Procon informa direito de homossexuais em planos de saúde
Está em vigor a medida da Agência Nacional de Saúde Suplementar (ANS), do Ministério da Saúde, que concede o direito a companheiros do mesmo sexo de incluir o parceiro, como dependente, no plano de saúde. A informação é do Procon de Pelotas que adverte para a necessidade de comprovação da união estável com o candidato a beneficiário do convênio.
A decisão, tomada pelo órgão no início de maio, se baseia nos princípios constitucionais de igualdade e de não discriminação, que já vêm fundamentando sentenças judiciais em favor de uniões homoafetivas. “Conforme a agência, a prova da estabilidade do relacionamento e os critérios devem ser os mesmos determinados para usuários heterossexuais”, afirma a chefe do Serviço de Educação ao Consumidor do Procon, Nóris Fonseca Finger.
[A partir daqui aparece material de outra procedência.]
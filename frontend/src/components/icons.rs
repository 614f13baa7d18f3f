//! Lucide 图标

use leptos::prelude::*;

#[component]
pub fn ShieldCheck() -> impl IntoView {
    view! {
        <svg xmlns="http://www.w3.org/2000/svg" viewBox="0 0 24 24" fill="none" stroke="currentColor" stroke-width="2" stroke-linecap="round" stroke-linejoin="round">
            <path d="M12 22s8-4 8-10V5l-8-3-8 3v7c0 6 8 10 8 10z"/>
            <path d="m9 12 2 2 4-4"/>
        </svg>
    }
}

#[component]
pub fn LogOut() -> impl IntoView {
    view! {
        <svg xmlns="http://www.w3.org/2000/svg" viewBox="0 0 24 24" fill="none" stroke="currentColor" stroke-width="2" stroke-linecap="round" stroke-linejoin="round">
            <path d="M9 21H5a2 2 0 0 1-2-2V5a2 2 0 0 1 2-2h4"/>
            <polyline points="16 17 21 12 16 7"/>
            <line x1="21" x2="9" y1="12" y2="12"/>
        </svg>
    }
}

#[component]
pub fn RefreshCw() -> impl IntoView {
    view! {
        <svg xmlns="http://www.w3.org/2000/svg" viewBox="0 0 24 24" fill="none" stroke="currentColor" stroke-width="2" stroke-linecap="round" stroke-linejoin="round">
            <path d="M3 12a9 9 0 0 1 9-9 9.75 9.75 0 0 1 6.74 2.74L21 8"/>
            <path d="M21 3v5h-5"/>
            <path d="M21 12a9 9 0 0 1-9 9 9.75 9.75 0 0 1-6.74-2.74L3 16"/>
            <path d="M8 16H3v5"/>
        </svg>
    }
}

#[component]
pub fn Plus() -> impl IntoView {
    view! {
        <svg xmlns="http://www.w3.org/2000/svg" viewBox="0 0 24 24" fill="none" stroke="currentColor" stroke-width="2" stroke-linecap="round" stroke-linejoin="round">
            <path d="M5 12h14"/>
            <path d="M12 5v14"/>
        </svg>
    }
}

#[component]
pub fn Trash2() -> impl IntoView {
    view! {
        <svg xmlns="http://www.w3.org/2000/svg" viewBox="0 0 24 24" fill="none" stroke="currentColor" stroke-width="2" stroke-linecap="round" stroke-linejoin="round">
            <path d="M3 6h18"/>
            <path d="M19 6v14c0 1-1 2-2 2H7c-1 0-2-1-2-2V6"/>
            <path d="M8 6V4c0-1 1-2 2-2h4c1 0 2 1 2 2v2"/>
        </svg>
    }
}

#[component]
pub fn Pencil() -> impl IntoView {
    view! {
        <svg xmlns="http://www.w3.org/2000/svg" viewBox="0 0 24 24" fill="none" stroke="currentColor" stroke-width="2" stroke-linecap="round" stroke-linejoin="round">
            <path d="M17 3a2.85 2.83 0 1 1 4 4L7.5 20.5 2 22l1.5-5.5Z"/>
        </svg>
    }
}

#[component]
pub fn CheckCircle() -> impl IntoView {
    view! {
        <svg xmlns="http://www.w3.org/2000/svg" viewBox="0 0 24 24" fill="none" stroke="currentColor" stroke-width="2" stroke-linecap="round" stroke-linejoin="round">
            <path d="M22 11.08V12a10 10 0 1 1-5.93-9.14"/>
            <path d="m9 11 3 3L22 4"/>
        </svg>
    }
}

#[component]
pub fn XCircle() -> impl IntoView {
    view! {
        <svg xmlns="http://www.w3.org/2000/svg" viewBox="0 0 24 24" fill="none" stroke="currentColor" stroke-width="2" stroke-linecap="round" stroke-linejoin="round">
            <circle cx="12" cy="12" r="10"/>
            <path d="m15 9-6 6"/>
            <path d="m9 9 6 6"/>
        </svg>
    }
}

#[component]
pub fn Clock() -> impl IntoView {
    view! {
        <svg xmlns="http://www.w3.org/2000/svg" viewBox="0 0 24 24" fill="none" stroke="currentColor" stroke-width="2" stroke-linecap="round" stroke-linejoin="round">
            <circle cx="12" cy="12" r="10"/>
            <polyline points="12 6 12 12 16 14"/>
        </svg>
    }
}

#[component]
pub fn MapPin() -> impl IntoView {
    view! {
        <svg xmlns="http://www.w3.org/2000/svg" viewBox="0 0 24 24" fill="none" stroke="currentColor" stroke-width="2" stroke-linecap="round" stroke-linejoin="round">
            <path d="M20 10c0 6-8 12-8 12s-8-6-8-12a8 8 0 0 1 16 0Z"/>
            <circle cx="12" cy="10" r="3"/>
        </svg>
    }
}

#[component]
pub fn UserIcon() -> impl IntoView {
    view! {
        <svg xmlns="http://www.w3.org/2000/svg" viewBox="0 0 24 24" fill="none" stroke="currentColor" stroke-width="2" stroke-linecap="round" stroke-linejoin="round">
            <path d="M19 21v-2a4 4 0 0 0-4-4H9a4 4 0 0 0-4 4v2"/>
            <circle cx="12" cy="7" r="4"/>
        </svg>
    }
}

#[component]
pub fn Users() -> impl IntoView {
    view! {
        <svg xmlns="http://www.w3.org/2000/svg" viewBox="0 0 24 24" fill="none" stroke="currentColor" stroke-width="2" stroke-linecap="round" stroke-linejoin="round">
            <path d="M16 21v-2a4 4 0 0 0-4-4H6a4 4 0 0 0-4 4v2"/>
            <circle cx="9" cy="7" r="4"/>
            <path d="M22 21v-2a4 4 0 0 0-3-3.87"/>
            <path d="M16 3.13a4 4 0 0 1 0 7.75"/>
        </svg>
    }
}

#[component]
pub fn BarChart() -> impl IntoView {
    view! {
        <svg xmlns="http://www.w3.org/2000/svg" viewBox="0 0 24 24" fill="none" stroke="currentColor" stroke-width="2" stroke-linecap="round" stroke-linejoin="round">
            <line x1="12" x2="12" y1="20" y2="10"/>
            <line x1="18" x2="18" y1="20" y2="4"/>
            <line x1="6" x2="6" y1="20" y2="16"/>
        </svg>
    }
}

#[component]
pub fn Upload() -> impl IntoView {
    view! {
        <svg xmlns="http://www.w3.org/2000/svg" viewBox="0 0 24 24" fill="none" stroke="currentColor" stroke-width="2" stroke-linecap="round" stroke-linejoin="round">
            <path d="M21 15v4a2 2 0 0 1-2 2H5a2 2 0 0 1-2-2v-4"/>
            <polyline points="17 8 12 3 7 8"/>
            <line x1="12" x2="12" y1="3" y2="15"/>
        </svg>
    }
}

#[component]
pub fn Camera() -> impl IntoView {
    view! {
        <svg xmlns="http://www.w3.org/2000/svg" viewBox="0 0 24 24" fill="none" stroke="currentColor" stroke-width="2" stroke-linecap="round" stroke-linejoin="round">
            <path d="M14.5 4h-5L7 7H4a2 2 0 0 0-2 2v9a2 2 0 0 0 2 2h16a2 2 0 0 0 2-2V9a2 2 0 0 0-2-2h-3l-2.5-3z"/>
            <circle cx="12" cy="13" r="3"/>
        </svg>
    }
}

#[component]
pub fn Search() -> impl IntoView {
    view! {
        <svg xmlns="http://www.w3.org/2000/svg" viewBox="0 0 24 24" fill="none" stroke="currentColor" stroke-width="2" stroke-linecap="round" stroke-linejoin="round">
            <circle cx="11" cy="11" r="8"/>
            <path d="m21 21-4.3-4.3"/>
        </svg>
    }
}

#[component]
pub fn Settings() -> impl IntoView {
    view! {
        <svg xmlns="http://www.w3.org/2000/svg" viewBox="0 0 24 24" fill="none" stroke="currentColor" stroke-width="2" stroke-linecap="round" stroke-linejoin="round">
            <path d="M12.22 2h-.44a2 2 0 0 0-2 2v.18a2 2 0 0 1-1 1.73l-.43.25a2 2 0 0 1-2 0l-.15-.08a2 2 0 0 0-2.73.73l-.22.38a2 2 0 0 0 .73 2.73l.15.1a2 2 0 0 1 1 1.72v.51a2 2 0 0 1-1 1.74l-.15.09a2 2 0 0 0-.73 2.73l.22.38a2 2 0 0 0 2.73.73l.15-.08a2 2 0 0 1 2 0l.43.25a2 2 0 0 1 1 1.73V20a2 2 0 0 0 2 2h.44a2 2 0 0 0 2-2v-.18a2 2 0 0 1 1-1.73l.43-.25a2 2 0 0 1 2 0l.15.08a2 2 0 0 0 2.73-.73l.22-.39a2 2 0 0 0-.73-2.73l-.15-.08a2 2 0 0 1-1-1.74v-.5a2 2 0 0 1 1-1.74l.15-.09a2 2 0 0 0 .73-2.73l-.22-.38a2 2 0 0 0-2.73-.73l-.15.08a2 2 0 0 1-2 0l-.43-.25a2 2 0 0 1-1-1.73V4a2 2 0 0 0-2-2z"/>
            <circle cx="12" cy="12" r="3"/>
        </svg>
    }
}

#[component]
pub fn ClipboardList() -> impl IntoView {
    view! {
        <svg xmlns="http://www.w3.org/2000/svg" viewBox="0 0 24 24" fill="none" stroke="currentColor" stroke-width="2" stroke-linecap="round" stroke-linejoin="round">
            <rect width="8" height="4" x="8" y="2" rx="1" ry="1"/>
            <path d="M16 4h2a2 2 0 0 1 2 2v14a2 2 0 0 1-2 2H6a2 2 0 0 1-2-2V6a2 2 0 0 1 2-2h2"/>
            <path d="M12 11h4"/>
            <path d="M12 16h4"/>
            <path d="M8 11h.01"/>
            <path d="M8 16h.01"/>
        </svg>
    }
}

#[component]
pub fn Ban() -> impl IntoView {
    view! {
        <svg xmlns="http://www.w3.org/2000/svg" viewBox="0 0 24 24" fill="none" stroke="currentColor" stroke-width="2" stroke-linecap="round" stroke-linejoin="round">
            <circle cx="12" cy="12" r="10"/>
            <path d="m4.9 4.9 14.2 14.2"/>
        </svg>
    }
}

#[component]
pub fn Key() -> impl IntoView {
    view! {
        <svg xmlns="http://www.w3.org/2000/svg" viewBox="0 0 24 24" fill="none" stroke="currentColor" stroke-width="2" stroke-linecap="round" stroke-linejoin="round">
            <circle cx="7.5" cy="15.5" r="5.5"/>
            <path d="m21 2-9.6 9.6"/>
            <path d="m15.5 7.5 3 3L22 7l-3-3"/>
        </svg>
    }
}

#[component]
pub fn MessageSquare() -> impl IntoView {
    view! {
        <svg xmlns="http://www.w3.org/2000/svg" viewBox="0 0 24 24" fill="none" stroke="currentColor" stroke-width="2" stroke-linecap="round" stroke-linejoin="round">
            <path d="M21 15a2 2 0 0 1-2 2H7l-4 4V5a2 2 0 0 1 2-2h14a2 2 0 0 1 2 2z"/>
        </svg>
    }
}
Caso o contrato individual ou familiar não permita a inclusão de dependentes, há a possibilidade de negociação de migração com algumas operadoras que oferecem esta alternativa. O Procon enfatiza sempre a verificação dos benefícios e restrições antes da assinatura do contrato. Se houver, nos assinados antes de janeiro de 1999, cláusula sobre a questão da inserção de novos usuários, na condição de dependência, é viável exigi-la como um direito. A regra se estende, portanto, também para os chamados “contratos antigos”.